Scientists engineer a virus to take out cancer cells and their accomplices
Part of what makes carcinoma cells, the most common kind of cancer cell, so potent and deadly is the helping hand they receive from their neighbors. Known as cancer-associated fibroblasts, these nearby cells aid and abet the sinister machinations of the mutating cancer cells by shielding them from the body's immune system. Scientists have now developed a pioneering two-pronged virus that can target both, a new tool they describe as the first of its kind.
Among the several promising aspects of this new research is the fact that it is based on a virus already in use in clinical trials. Called enadenotucirev, the virus has been bred to infect only cancer cells and leave healthy cells untouched as a way of treating carcinomas, and promising early results suggest it may give the body's natural immune response a boost along the way.

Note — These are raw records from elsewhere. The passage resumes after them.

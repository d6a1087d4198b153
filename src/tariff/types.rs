//! Typed rate records and the feed's field-key vocabulary

use chrono::{DateTime, Utc};
use serde::Serialize;

/// Element name of one company's tariff record in the feed
pub const RECORD_TAG: &str = "GasBillData";

/// Company-name child element; records are matched against it verbatim
pub const XML_KEY_COMPANY: &str = "Dist";

pub const XML_KEY_MONTHLY_CHARGE: &str = "MC";
pub const XML_KEY_GAS_SUPPLY_CHARGE: &str = "CM";
pub const XML_KEY_GAS_SUPPLY_CHARGE_PRICE_ADJUSTMENT: &str = "CMPA";
pub const XML_KEY_TRANSPORTATION_CHARGE: &str = "TC";
pub const XML_KEY_TRANSPORTATION_CHARGE_PRICE_ADJUSTMENT: &str = "TCPA";
pub const XML_KEY_DELIVERY_CHARGE_PRICE_ADJUSTMENT: &str = "DCPA";
pub const XML_KEY_FACILITY_CARBON_CHARGE: &str = "FacCC";
pub const XML_KEY_FEDERAL_CARBON_CHARGE: &str = "FedCC";
pub const XML_KEY_GST: &str = "GST";

pub const XML_KEY_OFF_PEAK_RATE: &str = "OffPeakRate";
pub const XML_KEY_MID_PEAK_RATE: &str = "MidPeakRate";
pub const XML_KEY_ON_PEAK_RATE: &str = "OnPeakRate";

/// Per-tier key triples: unit charge, threshold start, threshold end
pub const XML_KEYS_DELIVERY_TIERS: [[&str; 3]; 4] = [
    ["DCT1", "DCT1Start", "DCT1End"],
    ["DCT2", "DCT2Start", "DCT2End"],
    ["DCT3", "DCT3Start", "DCT3End"],
    ["DCT4", "DCT4Start", "DCT4End"],
];

/// Field extraction profile selecting which record children are required
#[derive(Debug, Clone, Copy, PartialEq, Eq)]
pub enum ExtractionProfile {
    /// Canonical natural-gas tariff fields including tiered delivery charges
    NaturalGas,
    /// Legacy flat off/mid/on-peak electricity rates
    Electricity,
}

impl ExtractionProfile {
    /// Parse a profile from its configuration name
    pub fn from_name(s: &str) -> Option<Self> {
        match s {
            "natural_gas" => Some(Self::NaturalGas),
            "electricity" => Some(Self::Electricity),
            _ => None,
        }
    }

    pub fn as_str(&self) -> &'static str {
        match self {
            Self::NaturalGas => "natural_gas",
            Self::Electricity => "electricity",
        }
    }
}

/// One consumption bracket of a stepped delivery charge
#[derive(Debug, Clone, Copy, PartialEq, Serialize)]
pub struct TieredBand {
    /// Lower consumption threshold of the bracket
    pub threshold_start: f64,
    /// Upper consumption threshold of the bracket
    pub threshold_end: f64,
    /// Charge per unit of consumption within the bracket
    pub unit_charge: f64,
}

impl TieredBand {
    /// Whether the band's own thresholds are ordered
    pub fn is_ordered(&self) -> bool {
        self.threshold_start <= self.threshold_end
    }
}

/// Resolved natural-gas tariff fields
///
/// Percentage/adjustment fields (CMPA, TCPA, DCPA, GST) are exposed exactly
/// as published; whether they combine additively or multiplicatively with
/// the base charges is the caller's concern.
#[derive(Debug, Clone, PartialEq, Serialize)]
pub struct NaturalGasRates {
    pub monthly_charge: f64,
    pub gas_supply_charge: f64,
    pub gas_supply_charge_price_adjustment: f64,
    pub transportation_charge: f64,
    pub transportation_charge_price_adjustment: f64,
    pub delivery_charge_price_adjustment: f64,
    pub facility_carbon_charge: f64,
    pub federal_carbon_charge: f64,
    pub gst: f64,
    /// Four ordered delivery-charge consumption brackets
    pub delivery_tiers: Vec<TieredBand>,
}

/// Resolved legacy electricity rates (flat per-period values)
#[derive(Debug, Clone, Copy, PartialEq, Serialize)]
pub struct ElectricityRates {
    pub off_peak_rate: f64,
    pub mid_peak_rate: f64,
    pub on_peak_rate: f64,
}

/// Profile-tagged resolved rate fields
#[derive(Debug, Clone, PartialEq, Serialize)]
#[serde(rename_all = "snake_case")]
pub enum ResolvedRates {
    NaturalGas(NaturalGasRates),
    Electricity(ElectricityRates),
}

/// The resolved, typed output of one successful refresh
///
/// Immutable once constructed; a failed refresh never produces or mutates
/// one of these.
#[derive(Debug, Clone, PartialEq, Serialize)]
pub struct RateSnapshot {
    /// Company the record was resolved for
    pub company: String,
    /// Capture timestamp of the resolution
    pub captured_at: DateTime<Utc>,
    /// Profile-tagged rate fields
    pub rates: ResolvedRates,
}

impl RateSnapshot {
    /// The value a host layer typically surfaces as its primary state:
    /// the gas supply charge for the gas profile, the off-peak rate for
    /// the electricity profile.
    pub fn primary_rate(&self) -> f64 {
        match &self.rates {
            ResolvedRates::NaturalGas(gas) => gas.gas_supply_charge,
            ResolvedRates::Electricity(elec) => elec.off_peak_rate,
        }
    }

    /// Flat name/value exposure of every resolved numeric field
    pub fn attributes(&self) -> Vec<(&'static str, f64)> {
        match &self.rates {
            ResolvedRates::NaturalGas(gas) => {
                let mut attrs = vec![
                    ("monthly_charge", gas.monthly_charge),
                    ("gas_supply_charge", gas.gas_supply_charge),
                    (
                        "gas_supply_charge_price_adjustment",
                        gas.gas_supply_charge_price_adjustment,
                    ),
                    ("transportation_charge", gas.transportation_charge),
                    (
                        "transportation_charge_price_adjustment",
                        gas.transportation_charge_price_adjustment,
                    ),
                    (
                        "delivery_charge_price_adjustment",
                        gas.delivery_charge_price_adjustment,
                    ),
                    ("facility_carbon_charge", gas.facility_carbon_charge),
                    ("federal_carbon_charge", gas.federal_carbon_charge),
                    ("gst", gas.gst),
                ];
                const TIER_ATTRS: [[&'static str; 3]; 4] = [
                    [
                        "delivery_charge_tier_1",
                        "delivery_tier_1_start",
                        "delivery_tier_1_end",
                    ],
                    [
                        "delivery_charge_tier_2",
                        "delivery_tier_2_start",
                        "delivery_tier_2_end",
                    ],
                    [
                        "delivery_charge_tier_3",
                        "delivery_tier_3_start",
                        "delivery_tier_3_end",
                    ],
                    [
                        "delivery_charge_tier_4",
                        "delivery_tier_4_start",
                        "delivery_tier_4_end",
                    ],
                ];
                for (band, [charge, start, end]) in gas.delivery_tiers.iter().zip(TIER_ATTRS) {
                    attrs.push((charge, band.unit_charge));
                    attrs.push((start, band.threshold_start));
                    attrs.push((end, band.threshold_end));
                }
                attrs
            }
            ResolvedRates::Electricity(elec) => vec![
                ("off_peak_rate", elec.off_peak_rate),
                ("mid_peak_rate", elec.mid_peak_rate),
                ("on_peak_rate", elec.on_peak_rate),
            ],
        }
    }
}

Scientists at the University of Oxford looked to equip enadenotucirev with more cancer-fighting potential by making some alterations. Their modified version of the virus include genetic instructions that prompt infected cancer calls to produce a special type of protein called a bispecific T-cell engager.
This protein is what joins the dots, literally binding to the cancer-associated fibroblasts at one end and powerful immune T-cells at the other. This marriage quickly achieves results as the T-cells go about killing off the attached fibroblasts.
"We hijacked the virus's machinery so the T-cell engager would be made only in infected cancer cells and nowhere else in the body," says Dr Joshua Freedman, from the Department of Oncology at the University of Oxford, first author on the study. "The T-cell engager molecule is so powerful that it can activate immune cells inside the tumor, which are being suppressed by the cancer, to attack the fibroblasts."
The scientists say this marks the first time that cancer-associated fibroblasts within solid tumors have been targeted in this way, but it is still early days for the promising technology. Their work so far has only demonstrated its cancer-killing properties in mice and in human cancer cell samples in the lab, and when it comes to translating those results to the human body there are a lot of unknowns.
For example, therapies that have been developed to target the cancer-associated fibroblasts also carry the risk of killing other innocent fibroblasts around the body. Though there are plenty of other uncertainties around how the human body would respond to the treatment, the scientists say there a some positive signs regarding this particular side effect.
Their experiments put the virus to work against solid prostate cancer tumor samples along with healthy bone marrow, and they found that it caused no toxicity or unwanted T-cell activation in healthy regions. And given that enadenotucirev is already undergoing trials in humans, there is hope that their modified version could also reach clinical trials as soon as next year.
"Even when most of the cancer cells in a carcinoma are killed, fibroblasts can protect the residual cancer cells and help them to recover and flourish," says Dr Kerry Fisher, from the Department of Oncology at the University of Oxford. "Until now, there has not been any way to kill both cancer cells and the fibroblasts protecting them at the same time, without harming the rest of the body. Our new technique to simultaneously target the fibroblasts while killing cancer cells with the virus could be an important step towards reducing immune system suppression within carcinomas and should kick-start the normal immune process."
The team's research was been published in the journal Cancer Research.